Plumbing – Hot water is coming out of all faucets brown

hot-waterplumbingwater-heater

I live on the second floor in a condominium and had my direct vent hot water heater replaced approximately 8 years ago. At the time I recall having various vendors out to give me an estimate and very faintly remember being denied service because I'm on the second floor and because my hot water heater unit is 'special.' This could be incorrect, but I remember having to go with a plumbing company in my community that specializes in units for our community (I'm sure this was BS now that I look back).

Today, after the first really cold night we have had all winter, we woke up to brown water coming out of all of the faucets (hot side only). I have never done any routine maintenance on the hot water heater because I was never instructed to do so.

I called the same vendor who did the installation for us 8 years ago and charged me $1,350.00 and asked what that would cost today. They told me the unit alone is now $2,800.00 bucks.

I'm wondering if I was ripped off and being upsold? Our unit is 50 gallons for an 1100 square feet condo with 2 full bedrooms.

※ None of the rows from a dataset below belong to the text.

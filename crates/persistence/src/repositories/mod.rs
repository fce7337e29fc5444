//! Repository implementations for database operations.

pub mod api_key;
pub mod system_setting;

pub use api_key::ApiKeyRepository;
pub use system_setting::SystemSettingRepository;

Any ideas on what could be wrong and is this something a regular plumber should be able to resolve for us?

Edit

I also now understand that my aquatherm unit also works in conjunction with my hot water heater. So I imagine this also is what inflates the cost of the unit I need to purchase?

Best Answer

Definitely get a plumber out. Sounds like the water heater is dying. Either scale build-up dropped off the tank side, tank surface rust gets weaker as it gets thicker & accumulated mineral deposits will peel off in large pieces. Or, your anode rod was so eaten away that a piece fell off of that. Items dropping in the tank stirs up the tank's bottom sediments.

The Aquatherm can contribute since it has metals, but that didn't cause it. The water heater just wasn't serviced & therefore assessed every year or 2. Run the hot water for 10 or more minutes, like taking a shower, to see if it clears up at all. Use the bath tub (if you have one) not the shower or a sink that you can get the aerator off (the tub doesn't have one) of so you won't have to take it off later for unclogging.

Yikes, I haven't heard of a direct or power vent 50-gallon water heater costing that much before installation costs. Yeah, $1350 & that's still right in line now with the home improvement stores...Maybe you do have a specially shaped water heater or the contractor owns the market & is taking advantage.